Karen Rosenberg

Professor of Anthropology

University of Delaware


Karen Rosenberg

Dr. Rosenberg’s service has been transformative within the field of biological anthropology. To understand the context in which she began her professional service, one must recognize the challenges faced by women who entered the male-dominated “killer ape” culture of paleoanthropology during the early 1980s. As an early career scientist, Dr. Rosenberg chose a research topic that had been largely ignored by those studying fossil hominins: childbirth. We recognize today that this topic is biologically crucial. But it was an uphill battle for her and others of her generation, who faced the deeply flawed assumptions and prejudices of previous workers. Over three decades, Dr. Rosenberg, often working with long-time collaborator Wenda Trevathan, transformed the field’s understanding of the birth mechanism from the typological “obstetrical dilemma” of Sherwood Washburn toward a truly biological subject that articulates with developmental biology, health sciences, and behavioral ecology. By the 1990s, Dr. Rosenberg emerged as an organizer of workshops and conferences, which have served to include more voices into this area of biological anthropology.

Dr. Rosenberg has expanded the reach of paleoanthropology into the public sphere through her research and public outreach. Her scholarship has transformed the way that we think about childbirth and motherhood. She has been a major public presence of our discipline in communicating about evolution to the public, including popular articles in magazines such as Scientific American, appearance in television documentary productions, and web-based outreach efforts. Her work has brought countless people to a higher level of engagement with the science of human evolution and its role in health and medicine.

The Lasker Award recognizes individuals that have demonstrated excellence in service to the AAPA, its members, and the field of biological anthropology. Dr. Rosenberg’s record of organizational service is unparalleled. She has served the AAPA as President, Vice President, Executive Committee member, and Scientific Program Committee member, recently finishing her term as Past-President. As President, she led the organization toward deeper and more cross-cutting interactions across our increasingly specialized areas of research. She fostered many of the initiatives that have helped the AAPA respond effectively to a changing scientific landscape in recent years.
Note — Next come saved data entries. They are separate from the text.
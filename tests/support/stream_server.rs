//! One-shot loopback HTTP server that replays a scripted chunked response.

use std::io::{ErrorKind, Read, Write};
use std::net::{SocketAddr, TcpListener, TcpStream};
use std::sync::mpsc::{self, Receiver};
use std::thread::{self, JoinHandle};
use std::time::{Duration, Instant};

use super::socket_guard::bind_loopback_or_skip;

pub const CHUNKED_OK_HEAD: &[u8] = b"HTTP/1.1 200 OK\r\n\
Content-Type: application/json\r\n\
X-Stream-Id: 42\r\n\
Transfer-Encoding: chunked\r\n\r\n";

/// One thing the server does after reading the request.
#[derive(Debug, Clone)]
pub enum Action {
    Send(Vec<u8>),
    Pause(Duration),
}

impl Action {
    pub fn send(bytes: &[u8]) -> Self {
        Self::Send(bytes.to_vec())
    }

    pub fn chunk(payload: &[u8]) -> Self {
        Self::Send(chunk(payload))
    }

    pub fn pause_ms(millis: u64) -> Self {
        Self::Pause(Duration::from_millis(millis))
    }
}

/// Frames one payload as a chunk.
pub fn chunk(payload: &[u8]) -> Vec<u8> {
    let mut framed = format!("{:x}\r\n", payload.len()).into_bytes();
    framed.extend_from_slice(payload);
    framed.extend_from_slice(b"\r\n");
    framed
}

/// Accepts a single connection, records the request, plays the actions and
/// closes the connection.
pub struct StreamServer {
    addr: SocketAddr,
    requests: Receiver<String>,
    handle: Option<JoinHandle<()>>,
}

impl StreamServer {
    /// Returns `None` (after logging a skip message) when loopback sockets are unavailable.
    #[track_caller]
    pub fn start(actions: Vec<Action>) -> Option<Self> {
        let listener = bind_loopback_or_skip()?;
        Some(Self::serve(listener, actions))
    }

    fn serve(listener: TcpListener, actions: Vec<Action>) -> Self {
        let addr = listener.local_addr().unwrap();
        let (tx, requests) = mpsc::channel();
        let handle = thread::spawn(move || {
            let Some(mut socket) = accept_within(&listener, Duration::from_secs(5)) else {
                return;
            };
            let request = read_request(&mut socket);
            let _ = tx.send(request);
            for action in actions {
                match action {
                    Action::Send(bytes) => {
                        if socket.write_all(&bytes).and_then(|()| socket.flush()).is_err() {
                            return;
                        }
                    }
                    Action::Pause(duration) => thread::sleep(duration),
                }
            }
        });
        Self {
            addr,
            requests,
            handle: Some(handle),
        }
    }

    pub fn url(&self, path: &str) -> String {
        format!("http://{}{path}", self.addr)
    }

    /// The raw request (head plus body) the client sent.
    pub fn request(&self) -> String {
        self.requests
            .recv_timeout(Duration::from_secs(5))
            .expect("client request within 5s")
    }
}

impl Drop for StreamServer {
    fn drop(&mut self) {
        if let Some(handle) = self.handle.take() {
            let _ = handle.join();
        }
    }
}

fn accept_within(listener: &TcpListener, limit: Duration) -> Option<TcpStream> {
    listener.set_nonblocking(true).ok()?;
    let deadline = Instant::now() + limit;
    while Instant::now() < deadline {
        match listener.accept() {
            Ok((socket, _)) => {
                socket.set_nonblocking(false).ok()?;
                return Some(socket);
            }
            Err(e) if e.kind() == ErrorKind::WouldBlock => thread::sleep(Duration::from_millis(5)),
            Err(_) => return None,
        }
    }
    None
}

fn read_request(socket: &mut TcpStream) -> String {
    socket
        .set_read_timeout(Some(Duration::from_secs(5)))
        .unwrap();
    let mut raw = Vec::new();
    let mut block = [0u8; 512];
    let head_end = loop {
        if let Some(position) = raw.windows(4).position(|w| w == b"\r\n\r\n") {
            break position + 4;
        }
        match socket.read(&mut block) {
            Ok(0) | Err(_) => return String::from_utf8_lossy(&raw).into_owned(),
            Ok(read) => raw.extend_from_slice(&block[..read]),
        }
    };

    let head = String::from_utf8_lossy(&raw[..head_end]).into_owned();
    let content_length = head
        .lines()
        .filter_map(|line| line.split_once(':'))
        .find(|(name, _)| name.eq_ignore_ascii_case("content-length"))
        .and_then(|(_, value)| value.trim().parse::<usize>().ok())
        .unwrap_or(0);
    while raw.len() < head_end + content_length {
        match socket.read(&mut block) {
            Ok(0) | Err(_) => break,
            Ok(read) => raw.extend_from_slice(&block[..read]),
        }
    }
    String::from_utf8_lossy(&raw).into_owned()
}
#![allow(dead_code)]

pub mod socket_guard;
pub mod stream_server;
Most notable among those has been Dr. Rosenberg’s steadfast support of more open access to data and publications in the traditionally secretive field of paleoanthropology. She was the instigator of the plenary session at the 2012 AAPA meeting, which presented for the first time an open opportunity for members to handle and share casts of fossils not generally available to researchers. Her leadership in open access has been most evident in her long service as editor of the open-access journal PaleoAnthropology, which she helped to found in 2003. The field has come a long way toward recognizing the importance of access to the original data that underlie our scientific findings — most recently as recorded in a statement in the AJPA. I do not believe this progress would have been possible without the influential behind-the-scenes support of senior leaders of the AAPA, in which she played a key role.

Dr. Rosenberg is one of a handful of senior scientists who have supported and maintained a community of biological anthropologists across other major scientific organizations, including the AAA, the Paleoanthropology Society, the AAAS, and Sigma Xi. She has served as Secretary-Treasurer and Executive Committee member of the Biological Anthropology Section of the AAA, and has been recognized as an AAAS Fellow. In addition to her editorship of PaleoAnthropology, Karen has served on the editorial boards of several other journals, including Evolution, Medicine and Public Health and PLoS ONE. These many avenues of service to the profession have contributed above and beyond her service to the University of Delaware. There, she served as Chair of the Department of Anthropology for many years, concurrently with her service as editor of an international journal and executive roles within the AAPA. Few people have matched her record of service to the AAPA. Dr. Rosenberg has been at the forefront of recognizing other excellent senior scientists by writing nominations and advocating for awards within the AAPA, AAA, and AAAS. In an often-contentious field, Dr. Rosenberg is universally recognized for her kindness and generosity of spirit, and many excellent colleagues owe much to her tireless efforts.